Roman Polanski in Cannes: photo EPA/Ian Langsdon
Polanski made the remarks during a press conference promoting Venus in Fur, an erotic comedy based on the award-winning play of the same name.
“The pill has greatly changed the place of women in our times, masculinising her. It chases away the romance in our lives,” he said, as cited by the UK's Guardian.
Polanski argued that “trying to level the genders is purely idiotic,” lamenting that in today's times, “offering flowers to a lady has become indecent.”
The 79-year-old director made one of few recent public appearances at the festival, after being detained in Switzerland in 2009 after US authorities requested his arrest for unlawful sex with a minor in 1978. Polanski had fled to France, the country of his birth in 1979.
Since his 2009 arrest, he has visited Poland, where he lived from 1937 until the early sixties, as well as Switzerland, which had ultimately declined to extradite the director.
Venus in Fur wins favourable reviews
Although Venus in Fur failed to win the Palme d'Or, the crowning prize of the festival, it received largely favourable reviews.

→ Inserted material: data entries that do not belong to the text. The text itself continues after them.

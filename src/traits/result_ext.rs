//! Extension traits for wrapping failures as they propagate.
//!
//! # Examples
//!
//! ```
//! use trace_rail::traits::ResultExt;
//! use trace_rail::TracedResult;
//!
//! fn load_config() -> TracedResult<String> {
//!     std::fs::read_to_string("/definitely/not/here.toml").propagate("loading configuration")
//! }
//!
//! let err = load_config().unwrap_err();
//! assert!(format!("{:#}", err).starts_with("loading configuration: "));
//! ```

use crate::types::location::Location;
use crate::types::{ErrorCode, TracedError};
use std::sync::Arc;

/// Wraps the error of a `Result` in a [`TracedError`].
///
/// Every method is `#[track_caller]`: the recorded location is the line that
/// called it. The function name is not known to a method call and renders as
/// `???`; use [`propagate!`](crate::propagate) where it matters.
pub trait ResultExt<T> {
    /// Wraps the error with a fixed message.
    fn propagate(self, message: impl Into<String>) -> Result<T, TracedError>;

    /// Wraps the error with a message built only on failure.
    ///
    /// # Examples
    ///
    /// ```
    /// use trace_rail::traits::ResultExt;
    ///
    /// let user_id = 42;
    /// let result: Result<(), std::fmt::Error> = Err(std::fmt::Error);
    /// let err = result.propagate_with(|| format!("rendering profile {user_id}")).unwrap_err();
    /// assert_eq!(err.message(), "rendering profile 42");
    /// ```
    fn propagate_with<F, M>(self, message: F) -> Result<T, TracedError>
    where
        F: FnOnce() -> M,
        M: Into<String>;

    /// Wraps the error and tags the new node with `code`.
    fn propagate_code(self, code: ErrorCode, message: impl Into<String>) -> Result<T, TracedError>;
}

impl<T, E> ResultExt<T> for Result<T, E>
where
    E: core::error::Error + Send + Sync + 'static,
{
    #[track_caller]
    #[inline]
    fn propagate(self, message: impl Into<String>) -> Result<T, TracedError> {
        match self {
            Ok(value) => Ok(value),
            Err(error) => Err(TracedError::wrap(error, message)),
        }
    }

    #[track_caller]
    #[inline]
    fn propagate_with<F, M>(self, message: F) -> Result<T, TracedError>
    where
        F: FnOnce() -> M,
        M: Into<String>,
    {
        match self {
            Ok(value) => Ok(value),
            Err(error) => Err(TracedError::wrap(error, message())),
        }
    }

    #[track_caller]
    #[inline]
    fn propagate_code(self, code: ErrorCode, message: impl Into<String>) -> Result<T, TracedError> {
        match self {
            Ok(value) => Ok(value),
            Err(error) => Err(TracedError::wrap_with_code(error, code, message)),
        }
    }
}

/// Turns a missing value into a root [`TracedError`].
pub trait OptionExt<T> {
    /// Returns the value, or a new error built at the caller's location.
    ///
    /// # Examples
    ///
    /// ```
    /// use trace_rail::traits::OptionExt;
    ///
    /// let port: Option<u16> = None;
    /// let err = port.or_new_error("port not configured").unwrap_err();
    /// assert_eq!(format!("{:#}", err), "port not configured");
    /// ```
    fn or_new_error(self, message: impl Into<String>) -> Result<T, TracedError>;
}

impl<T> OptionExt<T> for Option<T> {
    #[track_caller]
    #[inline]
    fn or_new_error(self, message: impl Into<String>) -> Result<T, TracedError> {
        match self {
            Some(value) => Ok(value),
            None => Err(TracedError::new(message)),
        }
    }
}

/// Wraps `existing`, or starts a new chain when there is nothing to wrap.
///
/// A function call only learns the caller's file and line, so the function
/// name renders as `???`. The [`wrap!`](macro@crate::wrap) macro takes the
/// same arguments plus a format string and records the name too.
///
/// # Examples
///
/// ```
/// use trace_rail::wrap;
///
/// let root = wrap(None::<std::fmt::Error>, "nothing underneath");
/// assert!(root.cause().is_none());
///
/// let wrapped = wrap(Some(std::fmt::Error), "formatting");
/// assert!(wrapped.cause().is_some());
/// ```
#[track_caller]
#[inline]
pub fn wrap<E>(existing: Option<E>, message: impl Into<String>) -> TracedError
where
    E: core::error::Error + Send + Sync + 'static,
{
    let cause = existing.map(|e| Arc::new(e) as crate::Cause);
    TracedError::from_parts(Location::capture(None), message, cause, None)
}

The Hollywood Reporter concluded that Polanski’s “penchant for psychosexual mind games conducted in claustrophobic spaces is deliciously revisited in Venus in Fur.
“A teasing dialectic of subjugation and power, female objectification and emasculating rebuke, the film should titillate European audiences with its mischievous combination of think and kink, while seducing a more limited niche in the U.S.”
Britain's The Guardian described the film as “a playful if occasionally heavy-handed jeu d'ésprit on the subject of sexual role-play, the games we all play, illusion and reality, and directing as a sexual act.”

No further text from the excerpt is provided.